Boyle told commissioners the Alameda Park Zoo wall work will have “substantial completion … on 01/10/2026,” and that earlier schedule adjustments and an additional alternative bid for the remainder of the wall mean the project file shows the work is “24 days ahead of schedule.” He said the new fencing now sits inside city property and no longer encroaches onto Union Pacific property.

The presentation covered nine projects in construction or starting soon. For Oregon WSRP 001 Phase 1 Boyle said a stop-work because of material backorders pushed work and that change order 1 added 60 days, moving the project’s completion date to about Nov. 1, 2025; he cautioned more days will be added once the sewer stub and other infrastructure are finalized. Boyle said the New York/Main Street Makeover has multiple change orders but that the contractor is “actually ahead of schedule by 186 days,” and that the contract completion date could still shift depending on new change orders and weather.

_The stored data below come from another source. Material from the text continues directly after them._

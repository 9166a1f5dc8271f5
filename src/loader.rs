use std::fs::File;
use std::io::Read;
use std::path::Path;

use anyhow::{bail, Context, Result};
use csv::ReaderBuilder;

use crate::graph::Waypoint;

/// Reads a waypoint map file: one record per line, the location name, a
/// comma, then latitude and longitude separated by whitespace.
///
/// ```text
/// Library,33.351 -117.195
/// ```
///
/// Blank lines are skipped. Malformed records are reported with their line
/// number; the graph layer assumes it only ever sees well-formed waypoints.
pub fn read_waypoints(path: &Path) -> Result<Vec<Waypoint>> {
    let file = File::open(path).with_context(|| format!("opening {}", path.display()))?;
    parse_waypoints(file)
}

fn parse_waypoints(input: impl Read) -> Result<Vec<Waypoint>> {
    let mut rdr = ReaderBuilder::new()
        .has_headers(false) // every line is data
        .flexible(true)
        .from_reader(input);

    let mut waypoints = Vec::new();
    for result in rdr.records() {
        let record = result.context("reading map record")?;
        let line = record.position().map(|p| p.line()).unwrap_or(0);
        if record.len() != 2 {
            bail!(
                "line {}: expected `name,lat lon`, got {} comma-separated fields",
                line,
                record.len()
            );
        }

        let name = &record[0];
        if name.is_empty() {
            bail!("line {}: empty location name", line);
        }

        let mut coords = record[1].split_whitespace();
        let (lat_s, lon_s) = match (coords.next(), coords.next(), coords.next()) {
            (Some(lat_s), Some(lon_s), None) => (lat_s, lon_s),
            _ => bail!(
                "line {}: expected two whitespace-separated coordinates, got {:?}",
                line,
                &record[1]
            ),
        };
        let lat: f64 = lat_s
            .parse()
            .with_context(|| format!("line {}: bad latitude {:?}", line, lat_s))?;
        let lon: f64 = lon_s
            .parse()
            .with_context(|| format!("line {}: bad longitude {:?}", line, lon_s))?;

        waypoints.push(Waypoint::new(name, lat, lon));
    }

    Ok(waypoints)
}
use cordyceps_avl::map::AvlMap;
use cordyceps_avl::paths::{equal_paths, BinaryNode};

fn main() {
    let mut map: AvlMap<u32, &str> = AvlMap::new();

    for (key, name) in [
        (2, "two"),
        (0, "zero"),
        (3, "three"),
        (4, "four"),
        (5, "five"),
        (1, "one"),
        (6, "six"),
    ] {
        map.insert(key, name);
        println!("{:?}", map.iter().map(|(&k, _)| k).collect::<Vec<_>>());
    }

    let (zero, name) = map.pop_first().unwrap();
    assert_eq!(zero, 0);
    println!("popped {zero} ({name})");

    map.insert(3, "THREE");
    println!("overwrote 3 -> {:?}", map.get(&3).unwrap());

    let lopsided = BinaryNode::branch(
        Some(BinaryNode::branch(
            Some(BinaryNode::leaf()),
            Some(BinaryNode::leaf()),
        )),
        Some(BinaryNode::leaf()),
    );
    println!("equal paths: {}", equal_paths(Some(&lopsided)));
}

On Desert Lakes Golf Course irrigation Boyle said the back nine is complete and the contractor anticipates finishing the overall job around Oct. 17, 2025; a small change order for concrete pads for windmill aeration could add about 30 calendar days but would not close holes to golfers. The Lower and Upper Heights 16-inch waterline replacement was scheduled to begin potholing the week after the meeting and to tie into the tanks the following week. Boyle said the Otero Greentree regional landfill cell work — dirt removal and liner installation — was expected to start in the next two weeks and take about 90 days.

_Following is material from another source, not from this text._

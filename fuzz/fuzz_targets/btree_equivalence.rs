#![no_main]
use libfuzzer_sys::fuzz_target;

use cordyceps_avl::model::{run_btree_equivalence, Op};

fuzz_target!(|ops: Vec<Op>| { run_btree_equivalence(ops) });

Boyle described common causes for schedule shifts: rain days, unexpected underground utilities and long lead times for materials. He said the city is adding GPS documentation of previously unrecorded utilities to reduce future surprises. On liquidated damages he told the commission, “So far I haven't had to deal with that … because everybody's been on time.”

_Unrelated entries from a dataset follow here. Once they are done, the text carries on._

use core::{fmt, ptr::NonNull};

use crate::{AvlTree, Links, TreeNode};

impl<T> AvlTree<T>
where
    T: TreeNode<Links<T>> + ?Sized,
{
    /// Writes a Graphviz rendering of the tree to `w`.
    ///
    /// Each node is labeled with its key and balance factor, so the output
    /// doubles as an exact structural snapshot of the tree.
    pub fn dotgraph<W: fmt::Write>(&self, name: &str, mut w: W) -> fmt::Result {
        writeln!(w, "digraph \"graph-{name}\" {{")?;

        if let Some(root) = self.root {
            unsafe { self.dotgraph_node(root, &mut w)? };
        }

        write!(w, "}}")
    }

    unsafe fn dotgraph_node<W: fmt::Write>(&self, node: NonNull<T>, w: &mut W) -> fmt::Result {
        unsafe {
            let key = node.as_ref().key();
            let balance = T::links(node).as_ref().balance();

            writeln!(w, "  \"{key:?}\" [label=\"{key:?} ({balance:+})\"];")?;

            let children = [
                (T::links(node).as_ref().left(), "L"),
                (T::links(node).as_ref().right(), "R"),
            ];

            for (child, side) in children {
                let Some(child) = child else {
                    continue;
                };

                writeln!(
                    w,
                    "  \"{key:?}\" -> \"{:?}\" [label=\"{side}\"];",
                    child.as_ref().key()
                )?;
                self.dotgraph_node(child, w)?;
            }

            Ok(())
        }
    }
}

Drainage and longer-term storm projects were discussed later in the presentation. Boyle said a storm-drain design for White Sands and Tenth Street is ready for construction and that solving flooding at the Florida/Scenic intersection would require raising the intersection “a minimum of a foot” and addressing cover boxes and a private property area on the northeast corner that the city does not own. He also said a previously designed box‑culvert project at Canal and a channel reconstruction concept remain on the city’s ICIP list and that funding had been set aside in prior years for phased work.

No commission votes or formal approvals were requested during Boyle’s update; the presentation was followed by commissioner questions about sidewalks, concrete work, traffic patterns on New York Street and storm drainage.

The commission did not take action; Boyle said he would return with another update in about three months.